RECORD EXCERPTS section start

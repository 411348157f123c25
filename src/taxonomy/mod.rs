//! Domain and track catalog.
//!
//! The five competency domains, their keyword lists and weight tuples, and
//! the hackathon track catalog are data, not code: the built-in catalog is
//! `catalog.json` embedded at compile time, and a replacement can be loaded
//! with [`Taxonomy::from_json`].

use serde::{Deserialize, Serialize};
use std::collections::BTreeMap;
use std::path::Path;
use std::sync::{Arc, LazyLock};

use crate::error::{Error, Result};

const BUILTIN_CATALOG: &str = include_str!("catalog.json");

static BUILTIN: LazyLock<Arc<Taxonomy>> = LazyLock::new(|| {
    Arc::new(Taxonomy::from_json(BUILTIN_CATALOG).expect("embedded catalog.json is valid"))
});

#[derive(Debug, Clone, Serialize, Deserialize)]
pub struct DomainWeights {
    pub skills: f64,
    pub experience: f64,
    pub github: f64,
    pub education: f64,
}

impl DomainWeights {
    pub fn total(&self) -> f64 {
        self.skills + self.experience + self.github + self.education
    }
}

#[derive(Debug, Clone, Serialize, Deserialize)]
pub struct DomainSpec {
    pub id: String,
    pub label: String,
    /// Matched as case-insensitive substrings of resume text.
    pub keywords: Vec<String>,
    /// Matched as substrings of GitHub repository topics.
    pub github_topics: Vec<String>,
    /// Words that name the domain in "N years of experience in ..." phrases.
    pub experience_terms: Vec<String>,
    pub weights: DomainWeights,
}

#[derive(Debug, Clone, Serialize, Deserialize)]
pub struct TrackSpec {
    pub id: String,
    pub name: String,
    pub min_score: f64,
    pub recommended_skills: Vec<String>,
}

#[derive(Debug, Clone, Serialize, Deserialize)]
pub struct Taxonomy {
    domains: Vec<DomainSpec>,
    tracks: Vec<TrackSpec>,
    difficulty_multipliers: BTreeMap<String, f64>,
}

impl Taxonomy {
    /// The embedded catalog, parsed once per process.
    pub fn builtin() -> Arc<Taxonomy> {
        BUILTIN.clone()
    }

    pub fn from_json(json: &str) -> Result<Self> {
        let taxonomy: Taxonomy = serde_json::from_str(json)
            .map_err(|e| Error::Config(format!("Invalid domain catalog: {}", e)))?;
        taxonomy.validate()?;
        Ok(taxonomy)
    }

    pub fn from_path<P: AsRef<Path>>(path: P) -> Result<Self> {
        let json = std::fs::read_to_string(path)?;
        Self::from_json(&json)
    }

    fn validate(&self) -> Result<()> {
        if self.domains.is_empty() {
            return Err(Error::Config("Domain catalog lists no domains".to_string()));
        }

        for domain in &self.domains {
            let total = domain.weights.total();
            if (total - 1.0).abs() > 1e-6 {
                return Err(Error::Config(format!(
                    "Weights for domain '{}' sum to {:.3}, expected 1.0",
                    domain.id, total
                )));
            }
            if [
                domain.weights.skills,
                domain.weights.experience,
                domain.weights.github,
                domain.weights.education,
            ]
            .iter()
            .any(|w| *w < 0.0)
            {
                return Err(Error::Config(format!(
                    "Domain '{}' has a negative weight",
                    domain.id
                )));
            }
        }

        for track in &self.tracks {
            if !(0.0..=1.0).contains(&track.min_score) {
                return Err(Error::Config(format!(
                    "Track '{}' min_score {} outside [0, 1]",
                    track.id, track.min_score
                )));
            }
        }

        Ok(())
    }

    pub fn domains(&self) -> &[DomainSpec] {
        &self.domains
    }

    pub fn domain_ids(&self) -> impl Iterator<Item = &str> {
        self.domains.iter().map(|d| d.id.as_str())
    }

    pub fn domain(&self, id: &str) -> Option<&DomainSpec> {
        self.domains.iter().find(|d| d.id == id)
    }

    pub fn tracks(&self) -> &[TrackSpec] {
        &self.tracks
    }

    pub fn track(&self, id: &str) -> Option<&TrackSpec> {
        self.tracks.iter().find(|t| t.id == id)
    }

    /// Unknown or missing difficulty levels leave the score unchanged.
    pub fn difficulty_multiplier(&self, difficulty: Option<&str>) -> f64 {
        difficulty
            .and_then(|d| self.difficulty_multipliers.get(d))
            .copied()
            .unwrap_or(1.0)
    }
}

RECORD EXCERPTS section end

Print every record exactly, so that each word matches what is written above.

repository 411348157f123c25
filename src/taxonomy/mod.rs
//! Domain and track catalog.
//!
//! The five competency domains, their keyword lists and weight tuples, and
//! the hackathon track catalog are data, not code: the built-in catalog is
//! `catalog.json` embedded at compile time, and a replacement can be loaded
//! with [`Taxonomy::from_json`].

use serde::{Deserialize, Serialize};
use std::collections::BTreeMap;
use std::path::Path;
use std::sync::{Arc, LazyLock};

use crate::error::{Error, Result};

const BUILTIN_CATALOG: &str = include_str!("catalog.json");

static BUILTIN: LazyLock<Arc<Taxonomy>> = LazyLock::new(|| {
    Arc::new(Taxonomy::from_json(BUILTIN_CATALOG).expect("embedded catalog.json is valid"))
});

#[derive(Debug, Clone, Serialize, Deserialize)]
pub struct DomainWeights {
    pub skills: f64,
    pub experience: f64,
    pub github: f64,
    pub education: f64,
}

impl DomainWeights {
    pub fn total(&self) -> f64 {
        self.skills + self.experience + self.github + self.education
    }
}

#[derive(Debug, Clone, Serialize, Deserialize)]
pub struct DomainSpec {
    pub id: String,
    pub label: String,
    /// Matched as case-insensitive substrings of resume text.
    pub keywords: Vec<String>,
    /// Matched as substrings of GitHub repository topics.
    pub github_topics: Vec<String>,
    /// Words that name the domain in "N years of experience in ..." phrases.
    pub experience_terms: Vec<String>,
    pub weights: DomainWeights,
}

#[derive(Debug, Clone, Serialize, Deserialize)]
pub struct TrackSpec {
    pub id: String,
    pub name: String,
    pub min_score: f64,
    pub recommended_skills: Vec<String>,
}

#[derive(Debug, Clone, Serialize, Deserialize)]
pub struct Taxonomy {
    domains: Vec<DomainSpec>,
    tracks: Vec<TrackSpec>,
    difficulty_multipliers: BTreeMap<String, f64>,
}

impl Taxonomy {
    /// The embedded catalog, parsed once per process.
    pub fn builtin() -> Arc<Taxonomy> {
        BUILTIN.clone()
    }

    pub fn from_json(json: &str) -> Result<Self> {
        let taxonomy: Taxonomy = serde_json::from_str(json)
            .map_err(|e| Error::Config(format!("Invalid domain catalog: {}", e)))?;
        taxonomy.validate()?;
        Ok(taxonomy)
    }

    pub fn from_path<P: AsRef<Path>>(path: P) -> Result<Self> {
        let json = std::fs::read_to_string(path)?;
        Self::from_json(&json)
    }

    fn validate(&self) -> Result<()> {
        if self.domains.is_empty() {
            return Err(Error::Config("Domain catalog lists no domains".to_string()));
        }

        for domain in &self.domains {
            let total = domain.weights.total();
            if (total - 1.0).abs() > 1e-6 {
                return Err(Error::Config(format!(
                    "Weights for domain '{}' sum to {:.3}, expected 1.0",
                    domain.id, total
                )));
            }
            if [
                domain.weights.skills,
                domain.weights.experience,
                domain.weights.github,
                domain.weights.education,
            ]
            .iter()
            .any(|w| *w < 0.0)
            {
                return Err(Error::Config(format!(
                    "Domain '{}' has a negative weight",
                    domain.id
                )));
            }
        }

        for track in &self.tracks {
            if !(0.0..=1.0).contains(&track.min_score) {
                return Err(Error::Config(format!(
                    "Track '{}' min_score {} outside [0, 1]",
                    track.id, track.min_score
                )));
            }
        }

        Ok(())
    }

    pub fn domains(&self) -> &[DomainSpec] {
        &self.domains
    }

    pub fn domain_ids(&self) -> impl Iterator<Item = &str> {
        self.domains.iter().map(|d| d.id.as_str())
    }

    pub fn domain(&self, id: &str) -> Option<&DomainSpec> {
        self.domains.iter().find(|d| d.id == id)
    }

    pub fn tracks(&self) -> &[TrackSpec] {
        &self.tracks
    }

    pub fn track(&self, id: &str) -> Option<&TrackSpec> {
        self.tracks.iter().find(|t| t.id == id)
    }

    /// Unknown or missing difficulty levels leave the score unchanged.
    pub fn difficulty_multiplier(&self, difficulty: Option<&str>) -> f64 {
        difficulty
            .and_then(|d| self.difficulty_multipliers.get(d))
            .copied()
            .unwrap_or(1.0)
    }
}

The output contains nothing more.